A while after she came back from Europe, Elsa married Dadi, as Zepherino Amaro D'Avila Silveira, a Rio Grande do Sul civil engineer, was also known. Sergio was 6 years old. Dadi was a childhood sweetheart, a distant relative of the Mendes de Almeida from southern Brazil who Elsa had dated when she was a girl and would go with her mother on vacation to the south. "He was delighted with my mother, though it was superficial dating." Later, when Dadi found out Elsa was a widow, he began courting her. Dadi was so passionate that when Elsa told him she could no longer have children, he said: "Why should I want any more if I already have three of them?". They were the sons of Elsa, among whom Sergio. "Dadi was wonderful to the boys," says Vera Beatrice, Sergio's widow, with whom he was married for over forty-one years, to the end of his life. Elsa liked to enjoy life, traveled a lot, and the greater responsibility in educating the boys ended up with Stella, their maternal grandmother.
Soon after the marriage, the family left uncle James' house and went to a village near the Santo Inácio school. They moved into in a big house on São Clemente street, 254. Friends of his grandmother had two houses and lent one of them to Sergio's family for them to live in. They stayed there a while. Grandmother Stella always took the lead in the boys' care. However, in 1936, at age 9, Sergio developed a serious illness that would take away the games and affect him permanently. One day he went to sleep and would not wake up.
Sergio's memories just before falling ill were good. There was a "June party" at number 254, the big house next to his, and at the Santo Inácio school, with much laughter and noise. But he went to bed early because of the firecrackers, which he hated. I was afraid of them, even of the small ones, and went to bed.
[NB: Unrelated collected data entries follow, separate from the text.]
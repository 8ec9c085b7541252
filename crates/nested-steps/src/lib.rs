//! Run registered steps from inside other steps.
//!
//! A step callback receives a [`StepContext`] and can hand it more scenario
//! text: [`StepContext::step`] runs one step, [`StepContext::step_with`]
//! attaches a table or doc string, and [`StepContext::steps`] runs a whole
//! snippet such as
//!
//! ```text
//! Given the user "Susan" exists
//! And I am logged in as "Susan"
//! ```
//!
//! Each line is matched against a [`StepRegistry`] and the first matching
//! definition runs immediately, on the calling thread. Failures come back as
//! [`StepError`] values, so `ctx.step(..)?` hands an inner failure to the
//! outer step untouched.
//!
//! ```
//! use std::cell::RefCell;
//! use nested_steps::{Registry, StepContext, StepInvoker, StepKeyword};
//!
//! let mut registry = Registry::new();
//! registry
//!     .register(StepKeyword::Given, "the user {string} exists", |ctx, input| {
//!         if let Some(users) = ctx.get::<RefCell<Vec<String>>>("users") {
//!             users.borrow_mut().push(input.capture(0).unwrap_or_default().to_owned());
//!         }
//!         Ok(())
//!     })
//!     .and_then(|r| {
//!         r.register(StepKeyword::Given, "two users exist", |ctx, _| {
//!             ctx.steps("Given the user \"Susan\" exists\nAnd the user \"Dave\" exists")
//!         })
//!     })
//!     .unwrap_or_else(|err| panic!("{err}"));
//!
//! let users = RefCell::new(Vec::<String>::new());
//! let mut ctx = StepContext::new(StepInvoker::new(&registry));
//! ctx.insert("users", &users);
//! ctx.step("two users exist").unwrap_or_else(|err| panic!("{err}"));
//! drop(ctx);
//! assert_eq!(users.into_inner(), ["Susan", "Dave"]);
//! ```

mod argument;
mod call_site;
pub mod config;
mod context;
mod error;
mod invoker;
pub mod localization;
mod macros;
mod matcher;
mod pattern;
mod registry;
mod snippet;
mod table;

pub use argument::{DocString, RawArgument, StepArgument, normalize};
pub use call_site::CallSite;
pub use context::{StepContext, StepInput};
pub use error::{StepError, UndefinedStep};
pub use invoker::{MatchPolicy, StepInvoker};
pub use inventory::{iter, submit};
#[doc(hidden)]
pub use macros::__assert_display_contains;
pub use matcher::StepMatcher;
pub use nested_steps_patterns::{PatternError, StepKeyword};
pub use pattern::{PatternKind, StepPattern};
pub use registry::{
    Registry, StepDefinition, StepEntry, StepFn, StepHandler, StepMatch, StepRegistry,
    global_registry,
};
pub use snippet::{
    Dialect, GherkinGrammar, InvocationRecord, ParseErrorKind, SnippetGrammar, SnippetParseError,
    SnippetParser,
};
pub use table::{Table, TableError};
//! Regex capture extraction.

use regex::Regex;

/// Capture groups of `re` when it matches `text`, `None` otherwise.
///
/// Group 0 is skipped. Optional groups that did not participate yield empty
/// strings so positions stay aligned with the pattern's placeholders.
///
/// # Examples
/// ```
/// # use regex::Regex;
/// # use nested_steps_patterns::extract_captures;
/// let regex = Regex::new(r"^(\d+)-(\w+)$").unwrap_or_else(|err| panic!("{err}"));
/// assert_eq!(
///     extract_captures(&regex, "42-answer"),
///     Some(vec!["42".to_string(), "answer".to_string()]),
/// );
/// assert!(extract_captures(&regex, "nope").is_none());
/// ```
#[must_use]
pub fn extract_captures(re: &Regex, text: &str) -> Option<Vec<String>> {
    let caps = re.captures(text)?;
    Some(
        caps.iter()
            .skip(1)
            .map(|group| group.map_or_else(String::new, |m| m.as_str().to_owned()))
            .collect(),
    )
}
He started dreaming in color, with many events. "With my eyes open as if I were awake, I looked ecstatic at the patterns on the curtains, which turned into Indians and dragons." He and his sisters, who slept in the next room, had made a hole in the wall to chat through. (Incidentally, it is Sergio who says that the hole that appears so often in his creations "started there"). In the morning, the day after the festivities, his sisters started calling their mother, distressed. "They said I was going crazy, banging my head on the wall, as if I were epileptic." He slept five days in a row, in a kind of coma.